When a line in the entries below contains the word "http", copy that line.

- _Stored entries_
___
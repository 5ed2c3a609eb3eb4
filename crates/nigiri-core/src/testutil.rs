//! Shared test fixtures: a miniature base FHIR definition library

use crate::canonical::DefinitionStore;
use crate::config::ExportConfiguration;
use serde_json::{json, Value as JsonValue};

pub(crate) fn test_config() -> ExportConfiguration {
    ExportConfiguration {
        canonical: "http://example.org/fhir".to_string(),
        version: Some("0.1.0".to_string()),
        fhir_version: Some("4.0.1".to_string()),
    }
}

fn element(path: &str, min: u32, max: &str, types: &[&str]) -> JsonValue {
    let mut elem = json!({
        "id": path,
        "path": path,
        "min": min,
        "max": max,
        "base": {"path": path, "min": min, "max": max}
    });
    if !types.is_empty() {
        elem["type"] = json!(types.iter().map(|code| json!({"code": code})).collect::<Vec<_>>());
    }
    elem
}

fn structure_definition(
    name: &str,
    kind: &str,
    type_field: &str,
    is_abstract: bool,
    elements: Vec<JsonValue>,
) -> JsonValue {
    json!({
        "resourceType": "StructureDefinition",
        "id": name,
        "url": format!("http://hl7.org/fhir/StructureDefinition/{name}"),
        "version": "4.0.1",
        "name": name,
        "status": "active",
        "kind": kind,
        "abstract": is_abstract,
        "type": type_field,
        "derivation": "specialization",
        "snapshot": {"element": elements}
    })
}

fn patient() -> JsonValue {
    let mut marital_status = element("Patient.maritalStatus", 0, "1", &["CodeableConcept"]);
    marital_status["binding"] = json!({
        "strength": "extensible",
        "valueSet": "http://hl7.org/fhir/ValueSet/marital-status"
    });
    let mut managing_org = element("Patient.managingOrganization", 0, "1", &[]);
    managing_org["type"] = json!([{
        "code": "Reference",
        "targetProfile": ["http://hl7.org/fhir/StructureDefinition/Organization"]
    }]);
    let mut deceased = element("Patient.deceased[x]", 0, "1", &[]);
    deceased["type"] = json!([{"code": "boolean"}, {"code": "dateTime"}]);

    structure_definition(
        "Patient",
        "resource",
        "Patient",
        false,
        vec![
            element("Patient", 0, "*", &[]),
            element("Patient.extension", 0, "*", &["Extension"]),
            element("Patient.identifier", 0, "*", &["Identifier"]),
            element("Patient.identifier.system", 0, "1", &["uri"]),
            element("Patient.identifier.value", 0, "1", &["string"]),
            element("Patient.name", 0, "*", &["HumanName"]),
            element("Patient.gender", 0, "1", &["code"]),
            element("Patient.birthDate", 0, "1", &["date"]),
            deceased,
            marital_status,
            element("Patient.address", 0, "*", &["Address"]),
            element("Patient.address.line", 0, "*", &["string"]),
            managing_org,
        ],
    )
}

fn extension() -> JsonValue {
    let mut value = element("Extension.value[x]", 0, "1", &[]);
    value["type"] = json!([
        {"code": "string"},
        {"code": "boolean"},
        {"code": "integer"},
        {"code": "code"},
        {"code": "CodeableConcept"},
        {"code": "Quantity"},
        {"code": "Reference"}
    ]);
    structure_definition(
        "Extension",
        "complex-type",
        "Extension",
        false,
        vec![
            element("Extension", 0, "*", &[]),
            element("Extension.id", 0, "1", &["string"]),
            element("Extension.extension", 0, "*", &["Extension"]),
            element("Extension.url", 1, "1", &["uri"]),
            value,
        ],
    )
}

/// A miniature base library: enough of R4 for the engine's tests
pub(crate) fn base_store() -> DefinitionStore {
    let mut store = DefinitionStore::new();
    let definitions = vec![
        patient(),
        extension(),
        structure_definition(
            "Base",
            "complex-type",
            "Base",
            true,
            vec![element("Base", 0, "*", &[])],
        ),
        structure_definition(
            "Resource",
            "resource",
            "Resource",
            true,
            vec![
                element("Resource", 0, "*", &[]),
                element("Resource.id", 0, "1", &["id"]),
                element("Resource.meta", 0, "1", &["Meta"]),
            ],
        ),
        structure_definition(
            "DomainResource",
            "resource",
            "DomainResource",
            true,
            vec![
                element("DomainResource", 0, "*", &[]),
                element("DomainResource.id", 0, "1", &["id"]),
                element("DomainResource.text", 0, "1", &["Narrative"]),
                element("DomainResource.extension", 0, "*", &["Extension"]),
                element("DomainResource.modifierExtension", 0, "*", &["Extension"]),
            ],
        ),
        structure_definition(
            "Organization",
            "resource",
            "Organization",
            false,
            vec![
                element("Organization", 0, "*", &[]),
                element("Organization.name", 0, "1", &["string"]),
            ],
        ),
        structure_definition(
            "ContactDetail",
            "complex-type",
            "ContactDetail",
            false,
            vec![
                element("ContactDetail", 0, "*", &[]),
                element("ContactDetail.name", 0, "1", &["string"]),
                element("ContactDetail.telecom", 0, "*", &["ContactPoint"]),
            ],
        ),
    ];
    for definition in definitions {
        store.load(definition).expect("fixture definitions load");
    }
    store
}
___
- _Exercise output_
        canonical: "http://example.org/fhir".to_string(),
        "url": format!("http://hl7.org/fhir/StructureDefinition/{name}"),
        "valueSet": "http://hl7.org/fhir/ValueSet/marital-status"
        "targetProfile": ["http://hl7.org/fhir/StructureDefinition/Organization"]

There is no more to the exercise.